WHAT IS NEEDED: Within these entries, which lines include the string "RenamePlan"? Copy each one.

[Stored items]
*-*-*

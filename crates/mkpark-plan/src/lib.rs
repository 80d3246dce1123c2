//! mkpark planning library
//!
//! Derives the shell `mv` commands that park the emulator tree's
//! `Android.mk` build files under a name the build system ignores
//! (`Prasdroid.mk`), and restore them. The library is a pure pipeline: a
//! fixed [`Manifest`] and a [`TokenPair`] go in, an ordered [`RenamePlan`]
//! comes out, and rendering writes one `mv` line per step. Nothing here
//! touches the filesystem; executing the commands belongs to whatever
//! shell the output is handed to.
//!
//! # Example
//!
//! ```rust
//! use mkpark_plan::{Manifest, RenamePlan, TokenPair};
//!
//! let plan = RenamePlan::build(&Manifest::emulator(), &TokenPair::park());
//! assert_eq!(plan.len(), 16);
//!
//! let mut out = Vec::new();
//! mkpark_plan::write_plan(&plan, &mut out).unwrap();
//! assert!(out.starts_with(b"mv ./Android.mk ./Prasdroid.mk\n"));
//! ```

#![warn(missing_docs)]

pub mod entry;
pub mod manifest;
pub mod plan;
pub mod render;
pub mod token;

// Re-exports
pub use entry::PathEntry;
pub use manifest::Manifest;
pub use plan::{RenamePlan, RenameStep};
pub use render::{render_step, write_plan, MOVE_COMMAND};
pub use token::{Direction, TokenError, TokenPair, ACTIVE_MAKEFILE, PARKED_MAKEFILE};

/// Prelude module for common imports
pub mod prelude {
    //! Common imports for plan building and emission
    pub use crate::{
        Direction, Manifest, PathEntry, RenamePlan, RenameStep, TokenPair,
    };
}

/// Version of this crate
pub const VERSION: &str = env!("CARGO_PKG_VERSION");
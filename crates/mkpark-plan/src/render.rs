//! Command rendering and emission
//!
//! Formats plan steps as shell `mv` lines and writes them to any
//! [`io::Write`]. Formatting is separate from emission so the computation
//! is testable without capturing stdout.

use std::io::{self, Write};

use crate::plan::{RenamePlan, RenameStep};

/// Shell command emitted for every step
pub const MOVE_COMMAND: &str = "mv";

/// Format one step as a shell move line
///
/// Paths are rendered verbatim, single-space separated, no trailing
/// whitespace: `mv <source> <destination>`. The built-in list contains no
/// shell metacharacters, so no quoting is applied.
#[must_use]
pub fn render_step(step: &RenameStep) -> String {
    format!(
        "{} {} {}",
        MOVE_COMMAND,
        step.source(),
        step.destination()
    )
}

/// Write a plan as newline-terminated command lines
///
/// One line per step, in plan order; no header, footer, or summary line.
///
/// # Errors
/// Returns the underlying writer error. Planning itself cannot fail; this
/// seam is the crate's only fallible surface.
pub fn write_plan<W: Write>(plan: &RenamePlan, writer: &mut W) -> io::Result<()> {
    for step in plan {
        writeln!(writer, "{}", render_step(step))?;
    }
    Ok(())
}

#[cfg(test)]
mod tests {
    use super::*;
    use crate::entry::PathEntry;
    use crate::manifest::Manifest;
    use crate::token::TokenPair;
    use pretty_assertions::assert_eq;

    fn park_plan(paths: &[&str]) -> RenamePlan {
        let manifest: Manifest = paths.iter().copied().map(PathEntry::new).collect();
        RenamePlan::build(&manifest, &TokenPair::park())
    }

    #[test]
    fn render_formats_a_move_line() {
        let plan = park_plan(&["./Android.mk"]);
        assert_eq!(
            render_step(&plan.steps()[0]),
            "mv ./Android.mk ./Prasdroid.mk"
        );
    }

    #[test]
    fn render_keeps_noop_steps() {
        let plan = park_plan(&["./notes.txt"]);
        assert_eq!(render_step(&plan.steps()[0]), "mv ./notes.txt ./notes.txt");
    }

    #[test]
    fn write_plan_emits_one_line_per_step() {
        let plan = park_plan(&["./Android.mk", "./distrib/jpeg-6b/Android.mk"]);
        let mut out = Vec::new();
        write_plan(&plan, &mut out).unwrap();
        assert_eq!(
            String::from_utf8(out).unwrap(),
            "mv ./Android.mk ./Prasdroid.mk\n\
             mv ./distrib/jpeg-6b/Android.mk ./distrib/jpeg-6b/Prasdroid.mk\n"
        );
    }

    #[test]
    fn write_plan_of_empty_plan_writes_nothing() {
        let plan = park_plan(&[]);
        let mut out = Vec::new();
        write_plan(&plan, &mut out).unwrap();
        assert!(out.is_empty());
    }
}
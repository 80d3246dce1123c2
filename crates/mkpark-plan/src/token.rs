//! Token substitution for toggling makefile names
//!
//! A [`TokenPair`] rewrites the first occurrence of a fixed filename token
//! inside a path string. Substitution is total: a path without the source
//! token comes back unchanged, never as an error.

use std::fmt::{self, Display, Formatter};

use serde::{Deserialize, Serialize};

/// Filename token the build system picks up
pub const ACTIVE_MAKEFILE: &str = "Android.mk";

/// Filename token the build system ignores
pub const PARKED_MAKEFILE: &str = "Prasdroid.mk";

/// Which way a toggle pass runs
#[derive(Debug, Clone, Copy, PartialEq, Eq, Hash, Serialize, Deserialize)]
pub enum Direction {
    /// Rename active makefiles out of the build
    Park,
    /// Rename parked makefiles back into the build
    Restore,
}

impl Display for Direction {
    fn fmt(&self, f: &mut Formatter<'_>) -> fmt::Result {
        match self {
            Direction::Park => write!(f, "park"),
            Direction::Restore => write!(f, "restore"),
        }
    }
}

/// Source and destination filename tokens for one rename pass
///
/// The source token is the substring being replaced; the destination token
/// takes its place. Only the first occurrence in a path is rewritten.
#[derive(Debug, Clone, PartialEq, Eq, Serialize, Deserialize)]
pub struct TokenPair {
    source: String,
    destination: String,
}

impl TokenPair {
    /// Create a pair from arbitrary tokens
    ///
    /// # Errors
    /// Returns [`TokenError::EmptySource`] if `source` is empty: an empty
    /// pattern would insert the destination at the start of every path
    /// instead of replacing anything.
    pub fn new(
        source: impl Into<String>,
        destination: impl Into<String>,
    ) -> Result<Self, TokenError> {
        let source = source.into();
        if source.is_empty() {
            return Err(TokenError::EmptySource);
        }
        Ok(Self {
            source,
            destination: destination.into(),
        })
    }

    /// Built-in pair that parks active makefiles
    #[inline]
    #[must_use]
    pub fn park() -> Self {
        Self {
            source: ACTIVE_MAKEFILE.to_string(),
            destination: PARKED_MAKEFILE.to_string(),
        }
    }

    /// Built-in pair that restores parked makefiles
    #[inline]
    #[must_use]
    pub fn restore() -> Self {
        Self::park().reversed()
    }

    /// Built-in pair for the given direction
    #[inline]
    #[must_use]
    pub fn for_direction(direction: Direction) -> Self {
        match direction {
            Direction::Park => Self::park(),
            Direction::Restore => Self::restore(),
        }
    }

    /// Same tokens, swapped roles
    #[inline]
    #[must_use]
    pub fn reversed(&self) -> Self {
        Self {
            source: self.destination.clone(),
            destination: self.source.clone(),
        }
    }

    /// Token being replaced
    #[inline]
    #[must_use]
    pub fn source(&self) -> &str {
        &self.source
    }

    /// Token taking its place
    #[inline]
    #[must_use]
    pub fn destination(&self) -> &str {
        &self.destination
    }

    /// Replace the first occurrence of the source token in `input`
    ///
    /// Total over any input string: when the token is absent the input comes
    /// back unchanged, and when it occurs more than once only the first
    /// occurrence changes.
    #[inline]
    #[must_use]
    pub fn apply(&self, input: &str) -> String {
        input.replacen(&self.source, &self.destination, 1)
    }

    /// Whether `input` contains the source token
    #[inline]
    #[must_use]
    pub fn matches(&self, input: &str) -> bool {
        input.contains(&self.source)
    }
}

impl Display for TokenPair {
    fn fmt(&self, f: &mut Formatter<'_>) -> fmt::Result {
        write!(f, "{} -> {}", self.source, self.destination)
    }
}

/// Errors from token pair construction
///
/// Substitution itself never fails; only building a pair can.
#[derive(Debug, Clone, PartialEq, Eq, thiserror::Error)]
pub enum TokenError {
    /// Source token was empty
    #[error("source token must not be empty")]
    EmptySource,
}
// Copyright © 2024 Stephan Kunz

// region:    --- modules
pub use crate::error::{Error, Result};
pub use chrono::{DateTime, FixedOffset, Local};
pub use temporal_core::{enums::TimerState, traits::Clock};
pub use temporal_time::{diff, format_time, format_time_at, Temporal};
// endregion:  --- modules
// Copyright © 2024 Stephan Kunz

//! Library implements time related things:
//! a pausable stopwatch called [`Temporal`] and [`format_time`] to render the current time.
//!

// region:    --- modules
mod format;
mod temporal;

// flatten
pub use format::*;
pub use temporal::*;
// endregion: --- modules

*-*-*

SOLUTION TO THIS PROBLEM:
//! fixed [`Manifest`] and a [`TokenPair`] go in, an ordered [`RenamePlan`]
//! use mkpark_plan::{Manifest, RenamePlan, TokenPair};
//! let plan = RenamePlan::build(&Manifest::emulator(), &TokenPair::park());
pub use plan::{RenamePlan, RenameStep};
        Direction, Manifest, PathEntry, RenamePlan, RenameStep, TokenPair,
use crate::plan::{RenamePlan, RenameStep};
pub fn write_plan<W: Write>(plan: &RenamePlan, writer: &mut W) -> io::Result<()> {
    fn park_plan(paths: &[&str]) -> RenamePlan {
        RenamePlan::build(&manifest, &TokenPair::park())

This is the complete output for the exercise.